Dig Your Heels In: A Working Woman’s Series with Allison Grealis

There are a number of industries that have historically had a disproportionate amount of male or female workers. Women dominate education and healthcare while more men have worked in construction and the manufacturing industry. To meet this difference, Allison Grealis, President and Founder of the Women in Manufacturing Association (WiM), combines her 22 years of experience in the trade association space to sit down with host Shannon Maverick to discuss what it’s like to be a woman in such a male-dominated space and the future for women in the industry.

The national trade association founded by Grealis is focused on supporting, promoting, and inspiring women in the manufacturing sector. Over the past decade, female participation in manufacturing has grown 3%, up to 30%. While manufacturing is still a male-dominated industry, this growth continues to inspire for the future of women in the industry.

Grealis acknowledged that while only 1 in 4 manufacturing leaders are women, according to the US Census Bureau, her organization is set to change that.

With over 12,000 members and 30 chapters throughout the United States, WiM is opening doors for women in manufacturing and encouraging them to explore the industry, whether through school, referrals, or apprenticeship opportunities.

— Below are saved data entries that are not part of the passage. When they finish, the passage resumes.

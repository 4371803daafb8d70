mod helpers;

use api::auth::generate_jwt;
use axum::{
    body::Body,
    http::{Request, StatusCode},
};
use db::models::{attendance_record, attendance_session, classroom, enrollment, user};
use sea_orm::DatabaseConnection;
use serde_json::json;
use tower::ServiceExt;

use helpers::{body_json, make_test_app};

struct TestCtx {
    instructor: user::Model,
    ada: user::Model,
    bob: user::Model,
    cam: user::Model,
    classroom: classroom::Model,
}

async fn setup(db: &DatabaseConnection) -> TestCtx {
    let instructor = user::Model::create(db, "grace@example.com", "Grace")
        .await
        .unwrap();
    let classroom = classroom::Model::create(db, "Systems 301", None, None, instructor.id)
        .await
        .unwrap();

    let ada = user::Model::create(db, "ada@example.com", "Ada").await.unwrap();
    let bob = user::Model::create(db, "bob@example.com", "Bob").await.unwrap();
    let cam = user::Model::create(db, "cam@example.com", "Cam").await.unwrap();
    for student in [&ada, &bob, &cam] {
        enrollment::Model::enroll(db, classroom.id, student.id, None, None, None)
            .await
            .unwrap();
    }

    TestCtx {
        instructor,
        ada,
        bob,
        cam,
        classroom,
    }
}

fn post_json(uri: &str, token: &str, body: serde_json::Value) -> Request<Body> {
    Request::builder()
        .method("POST")
        .uri(uri)
        .header("Authorization", format!("Bearer {token}"))
        .header("Content-Type", "application/json")
        .body(Body::from(body.to_string()))
        .unwrap()
}

#[tokio::test]
async fn full_checkin_scenario_over_http() {
    let (app, db) = make_test_app().await;
    let ctx = setup(&db).await;

    let (instructor_token, _) = generate_jwt(ctx.instructor.id);
    let (ada_token, _) = generate_jwt(ctx.ada.id);
    let (cam_token, _) = generate_jwt(ctx.cam.id);

    // Instructor opens a session and receives its code.
    let uri = format!(
        "/api/classrooms/{}/attendance/sessions",
        ctx.classroom.id
    );
    let resp = app
        .clone()
        .oneshot(post_json(&uri, &instructor_token, json!({})))
        .await
        .unwrap();
    assert_eq!(resp.status(), StatusCode::CREATED);
    let created = body_json(resp).await;
    assert_eq!(created["success"], true);
    assert_eq!(created["data"]["is_open"], true);
    let session_id = created["data"]["id"].as_i64().unwrap();
    let code = created["data"]["code"].as_str().unwrap().to_owned();
    assert_eq!(code.len(), 4);

    // Ada checks in with the code.
    let checkin_uri = format!(
        "/api/classrooms/{}/attendance/sessions/{}/checkin",
        ctx.classroom.id, session_id
    );
    let resp = app
        .clone()
        .oneshot(post_json(&checkin_uri, &ada_token, json!({ "code": code })))
        .await
        .unwrap();
    assert_eq!(resp.status(), StatusCode::OK);
    let first = body_json(resp).await;
    assert_eq!(first["data"]["status"], "present");
    assert_eq!(first["data"]["provenance"], "self_checkin");
    assert_eq!(first["data"]["newly_recorded"], true);

    // Ada submits again: still success, nothing duplicated, same timestamp.
    let resp = app
        .clone()
        .oneshot(post_json(&checkin_uri, &ada_token, json!({ "code": code })))
        .await
        .unwrap();
    assert_eq!(resp.status(), StatusCode::OK);
    let repeat = body_json(resp).await;
    assert_eq!(repeat["message"], "Already checked in");
    assert_eq!(repeat["data"]["newly_recorded"], false);
    assert_eq!(repeat["data"]["taken_at"], first["data"]["taken_at"]);
    assert_eq!(
        attendance_record::Model::count_for_session(&db, session_id)
            .await
            .unwrap(),
        1
    );

    // Instructor marks Bob present by hand.
    let manual_uri = format!(
        "/api/classrooms/{}/attendance/sessions/{}/manual-checkin",
        ctx.classroom.id, session_id
    );
    let resp = app
        .clone()
        .oneshot(post_json(
            &manual_uri,
            &instructor_token,
            json!({ "student_id": ctx.bob.id }),
        ))
        .await
        .unwrap();
    assert_eq!(resp.status(), StatusCode::OK);
    let manual = body_json(resp).await;
    assert_eq!(manual["data"]["provenance"], "manual");

    // Instructor closes the session.
    let patch_uri = format!(
        "/api/classrooms/{}/attendance/sessions/{}",
        ctx.classroom.id, session_id
    );
    let resp = app
        .clone()
        .oneshot(
            Request::builder()
                .method("PATCH")
                .uri(&patch_uri)
                .header("Authorization", format!("Bearer {instructor_token}"))
                .header("Content-Type", "application/json")
                .body(Body::from(json!({ "is_open": false }).to_string()))
                .unwrap(),
        )
        .await
        .unwrap();
    assert_eq!(resp.status(), StatusCode::OK);

    // Cam's correct code now bounces off the closed session, with no record.
    let resp = app
        .clone()
        .oneshot(post_json(&checkin_uri, &cam_token, json!({ "code": code })))
        .await
        .unwrap();
    assert_eq!(resp.status(), StatusCode::BAD_REQUEST);
    let rejected = body_json(resp).await;
    assert_eq!(rejected["success"], false);
    assert_eq!(rejected["message"], "attendance session is closed");
    assert_eq!(
        attendance_record::Model::count_for_session(&db, session_id)
            .await
            .unwrap(),
        2
    );

    // The reconciled detail view reports Ada and Bob present, Cam absent.
    let resp = app
        .clone()
        .oneshot(
            Request::builder()
                .method("GET")
                .uri(&patch_uri)
                .header("Authorization", format!("Bearer {instructor_token}"))
                .body(Body::empty())
                .unwrap(),
        )
        .await
        .unwrap();
    assert_eq!(resp.status(), StatusCode::OK);
    let detail = body_json(resp).await;
    let entries = detail["data"]["entries"].as_array().unwrap();
    assert_eq!(entries.len(), 3);

    let entry_for = |name: &str| {
        entries
            .iter()
            .find(|e| e["name"] == name)
            .unwrap_or_else(|| panic!("no roster entry for {name}"))
    };
    assert_eq!(entry_for("Ada")["status"], "present");
    assert_eq!(entry_for("Ada")["provenance"], "self_checkin");
    assert_eq!(entry_for("Bob")["status"], "present");
    assert_eq!(entry_for("Bob")["provenance"], "manual");
    assert_eq!(entry_for("Cam")["status"], "absent");
    assert!(entry_for("Cam")["checked_in_at"].is_null());
}

#[tokio::test]
async fn wrong_code_is_a_bad_request() {
    let (app, db) = make_test_app().await;
    let ctx = setup(&db).await;
    let session =
        attendance_session::Model::create(&db, ctx.classroom.id, ctx.instructor.id, Some("X7K2"))
            .await
            .unwrap();

    let (ada_token, _) = generate_jwt(ctx.ada.id);
    let uri = format!(
        "/api/classrooms/{}/attendance/sessions/{}/checkin",
        ctx.classroom.id, session.id
    );
    let resp = app
        .clone()
        .oneshot(post_json(&uri, &ada_token, json!({ "code": "Z9Z9" })))
        .await
        .unwrap();
    assert_eq!(resp.status(), StatusCode::BAD_REQUEST);
    let json = body_json(resp).await;
    assert_eq!(json["message"], "invalid check-in code");
    assert_eq!(
        attendance_record::Model::count_for_session(&db, session.id)
            .await
            .unwrap(),
        0
    );
}

#[tokio::test]
async fn non_enrolled_callers_are_forbidden() {
    let (app, db) = make_test_app().await;
    let ctx = setup(&db).await;
    let stranger = user::Model::create(&db, "eve@example.com", "Eve").await.unwrap();
    let session =
        attendance_session::Model::create(&db, ctx.classroom.id, ctx.instructor.id, Some("X7K2"))
            .await
            .unwrap();

    let (stranger_token, _) = generate_jwt(stranger.id);
    let uri = format!(
        "/api/classrooms/{}/attendance/sessions/{}/checkin",
        ctx.classroom.id, session.id
    );
    let resp = app
        .clone()
        .oneshot(post_json(&uri, &stranger_token, json!({ "code": "X7K2" })))
        .await
        .unwrap();
    assert_eq!(resp.status(), StatusCode::FORBIDDEN);

    // Manual marking of a non-enrolled user is rejected the same way.
    let (instructor_token, _) = generate_jwt(ctx.instructor.id);
    let manual_uri = format!(
        "/api/classrooms/{}/attendance/sessions/{}/manual-checkin",
        ctx.classroom.id, session.id
    );
    let resp = app
        .clone()
        .oneshot(post_json(
            &manual_uri,
            &instructor_token,
            json!({ "student_id": stranger.id }),
        ))
        .await
        .unwrap();
    assert_eq!(resp.status(), StatusCode::FORBIDDEN);

    // A student id with no user row behind it is a 404, not a 403.
    let resp = app
        .clone()
        .oneshot(post_json(
            &manual_uri,
            &instructor_token,
            json!({ "student_id": 999 }),
        ))
        .await
        .unwrap();
    assert_eq!(resp.status(), StatusCode::NOT_FOUND);
    let json = body_json(resp).await;
    assert_eq!(json["message"], "student not found");
}

#[tokio::test]
async fn sessions_are_scoped_to_their_classroom_path() {
    let (app, db) = make_test_app().await;
    let ctx = setup(&db).await;
    let session =
        attendance_session::Model::create(&db, ctx.classroom.id, ctx.instructor.id, Some("X7K2"))
            .await
            .unwrap();

    // A second classroom owned by the same instructor; its URL must not
    // reach the first classroom's session.
    let other = classroom::Model::create(&db, "Other 101", None, None, ctx.instructor.id)
        .await
        .unwrap();
    enrollment::Model::enroll(&db, other.id, ctx.ada.id, None, None, None)
        .await
        .unwrap();

    let (ada_token, _) = generate_jwt(ctx.ada.id);
    let uri = format!(
        "/api/classrooms/{}/attendance/sessions/{}/checkin",
        other.id, session.id
    );
    let resp = app
        .clone()
        .oneshot(post_json(&uri, &ada_token, json!({ "code": "X7K2" })))
        .await
        .unwrap();
    assert_eq!(resp.status(), StatusCode::NOT_FOUND);

    // Unknown session ids are a plain 404.
    let uri = format!(
        "/api/classrooms/{}/attendance/sessions/999/checkin",
        ctx.classroom.id
    );
    let resp = app
        .clone()
        .oneshot(post_json(&uri, &ada_token, json!({ "code": "X7K2" })))
        .await
        .unwrap();
    assert_eq!(resp.status(), StatusCode::NOT_FOUND);
}

#[tokio::test]
async fn reopened_sessions_accept_checkins_without_duplicates() {
    let (app, db) = make_test_app().await;
    let ctx = setup(&db).await;
    let session =
        attendance_session::Model::create(&db, ctx.classroom.id, ctx.instructor.id, Some("X7K2"))
            .await
            .unwrap();

    attendance_record::Model::check_in(&db, session.id, ctx.ada.id, "X7K2")
        .await
        .unwrap();
    attendance_session::Model::set_open(&db, session.id, false)
        .await
        .unwrap();
    attendance_session::Model::set_open(&db, session.id, true)
        .await
        .unwrap();

    let (ada_token, _) = generate_jwt(ctx.ada.id);
    let (bob_token, _) = generate_jwt(ctx.bob.id);
    let uri = format!(
        "/api/classrooms/{}/attendance/sessions/{}/checkin",
        ctx.classroom.id, session.id
    );

    let resp = app
        .clone()
        .oneshot(post_json(&uri, &ada_token, json!({ "code": "X7K2" })))
        .await
        .unwrap();
    assert_eq!(resp.status(), StatusCode::OK);
    let json = body_json(resp).await;
    assert_eq!(json["data"]["newly_recorded"], false);

    let resp = app
        .clone()
        .oneshot(post_json(&uri, &bob_token, json!({ "code": "X7K2" })))
        .await
        .unwrap();
    assert_eq!(resp.status(), StatusCode::OK);

    assert_eq!(
        attendance_record::Model::count_for_session(&db, session.id)
            .await
            .unwrap(),
        2
    );
}

#[tokio::test]
async fn checkin_requires_authentication() {
    let (app, db) = make_test_app().await;
    let ctx = setup(&db).await;
    let session =
        attendance_session::Model::create(&db, ctx.classroom.id, ctx.instructor.id, Some("X7K2"))
            .await
            .unwrap();

    let uri = format!(
        "/api/classrooms/{}/attendance/sessions/{}/checkin",
        ctx.classroom.id, session.id
    );
    let resp = app
        .clone()
        .oneshot(
            Request::builder()
                .method("POST")
                .uri(&uri)
                .header("Content-Type", "application/json")
                .body(Body::from(json!({ "code": "X7K2" }).to_string()))
                .unwrap(),
        )
        .await
        .unwrap();
    assert_eq!(resp.status(), StatusCode::UNAUTHORIZED);
}
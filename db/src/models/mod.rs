pub mod attendance_record;
pub mod attendance_session;
pub mod classroom;
pub mod enrollment;
pub mod user;
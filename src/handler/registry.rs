//! Service registry for dispatching sync requests by service name.
//!
//! The registry is built once at startup and then shared read-only by every
//! connection, so dispatch takes no lock.
//!
//! # Example
//!
//! ```
//! use hammer_gateway::handler::ServiceRegistry;
//! use hammer_gateway::protocol::{Request, Response};
//! use serde_json::json;
//!
//! let mut registry = ServiceRegistry::new();
//! registry.register("ping", |_req: &Request| Response::ok("pong", json!(null)));
//!
//! let reply = registry.dispatch(&Request::new("ping", ""));
//! assert_eq!(reply.status, 200);
//!
//! let reply = registry.dispatch(&Request::new("missing", ""));
//! assert_eq!(reply.status, 404);
//! ```

use std::collections::HashMap;

use tracing::debug;

use crate::protocol::{Request, Response};

/// A named service that turns a request into a response.
///
/// Failures are expressed as non-2xx responses, never as errors, so a failing
/// service cannot take its connection down.
pub trait ServiceHandler: Send + Sync + 'static {
    /// Handle one request.
    fn handle(&self, request: &Request) -> Response;
}

impl<F> ServiceHandler for F
where
    F: Fn(&Request) -> Response + Send + Sync + 'static,
{
    fn handle(&self, request: &Request) -> Response {
        self(request)
    }
}

/// Registry mapping service names to handlers.
#[derive(Default)]
pub struct ServiceRegistry {
    services: HashMap<String, Box<dyn ServiceHandler>>,
}

impl ServiceRegistry {
    /// Create a new empty registry.
    pub fn new() -> Self {
        Self::default()
    }

    /// Register `handler` under `name`, replacing any previous handler.
    pub fn register<H: ServiceHandler>(&mut self, name: impl Into<String>, handler: H) {
        let name = name.into();
        if self.services.insert(name.clone(), Box::new(handler)).is_some() {
            debug!("Replaced handler for service {}", name);
        }
    }

    /// Move every handler from `other` into this registry, replacing same-named ones.
    pub fn merge(&mut self, other: ServiceRegistry) {
        self.services.extend(other.services);
    }

    /// True if `name` is registered.
    pub fn contains(&self, name: &str) -> bool {
        self.services.contains_key(name)
    }

    /// Registered service names, sorted.
    pub fn services(&self) -> Vec<&str> {
        let mut names: Vec<&str> = self.services.keys().map(String::as_str).collect();
        names.sort_unstable();
        names
    }

    /// Number of registered services.
    pub fn len(&self) -> usize {
        self.services.len()
    }

    /// True if nothing is registered.
    pub fn is_empty(&self) -> bool {
        self.services.is_empty()
    }

    /// Route `request` to its service.
    ///
    /// Unknown services get `404 "Service not found"`.
    pub fn dispatch(&self, request: &Request) -> Response {
        match self.services.get(&request.service) {
            Some(handler) => handler.handle(request),
            None => {
                debug!("Service not found: {}", request.service);
                Response::service_not_found()
            }
        }
    }
}

impl std::fmt::Debug for ServiceRegistry {
    fn fmt(&self, f: &mut std::fmt::Formatter<'_>) -> std::fmt::Result {
        f.debug_struct("ServiceRegistry")
            .field("services", &self.services())
            .finish()
    }
}

#[cfg(test)]
mod tests {
    use super::*;
    use serde_json::json;

    struct Upper;

    impl ServiceHandler for Upper {
        fn handle(&self, request: &Request) -> Response {
            let value = request.get_param("text").unwrap_or_default().to_uppercase();
            Response::ok("ok", json!(value))
        }
    }

    #[test]
    fn test_dispatch_closure_handler() {
        let mut registry = ServiceRegistry::new();
        registry.register("echo", |req: &Request| Response::ok("Echo successful", json!(req.params)));

        let reply = registry.dispatch(&Request::new("echo", "any").param("a", "1"));
        assert_eq!(reply.status, 200);
        assert_eq!(reply.data, json!({"a": "1"}));
    }

    #[test]
    fn test_dispatch_struct_handler() {
        let mut registry = ServiceRegistry::new();
        registry.register("upper", Upper);

        let reply = registry.dispatch(&Request::new("upper", "").param("text", "hi"));
        assert_eq!(reply.data, json!("HI"));
    }

    #[test]
    fn test_unknown_service() {
        let registry = ServiceRegistry::new();
        let reply = registry.dispatch(&Request::new("nope", "x"));
        assert_eq!(reply.status, 404);
        assert_eq!(reply.message, "Service not found");
    }

    #[test]
    fn test_register_replaces() {
        let mut registry = ServiceRegistry::new();
        registry.register("svc", |_: &Request| Response::new(200, "first"));
        registry.register("svc", |_: &Request| Response::new(200, "second"));

        assert_eq!(registry.len(), 1);
        assert_eq!(registry.dispatch(&Request::new("svc", "")).message, "second");
    }

    #[test]
    fn test_merge_overrides() {
        let mut base = ServiceRegistry::new();
        base.register("svc", |_: &Request| Response::new(200, "base"));
        base.register("kept", Upper);

        let mut extra = ServiceRegistry::new();
        extra.register("svc", |_: &Request| Response::new(200, "extra"));
        base.merge(extra);

        assert_eq!(base.len(), 2);
        assert_eq!(base.dispatch(&Request::new("svc", "")).message, "extra");
    }

    #[test]
    fn test_services_sorted() {
        let mut registry = ServiceRegistry::new();
        registry.register("b", Upper);
        registry.register("a", Upper);

        assert!(registry.contains("a"));
        assert_eq!(registry.services(), vec!["a", "b"]);
    }
}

The industry is only set to expand. It is estimated that there will be a 2.8 million worker shortage in the industry by 2028 and Grealis said, “There’s lots of opportunities for women to apply their talent and their expertise,” while the industry continues to improve its recruitment process.

The Women in Manufacturing Association aims to help, “Our goal is for women not to feel alone, not to feel isolated,” stated Grealis. The association does this by connecting women to resources, peers, and sponsors. In doing so, Grealis said, “We’ve seen more mobility and advancement,” in manufacturing positions, especially in leadership positions which fights the preconceived notion that women can’t be hands-on within the industry.

Maverick noted Grealis’ own experience in a male-dominated industry must have had its challenges, “How did you navigate your own path through this male-dominated industry?”

Grealis answered with one of the most important lessons she learned early on: that it was pertinent to be open to a “different learning curve,” and to “not be afraid to ask for help.”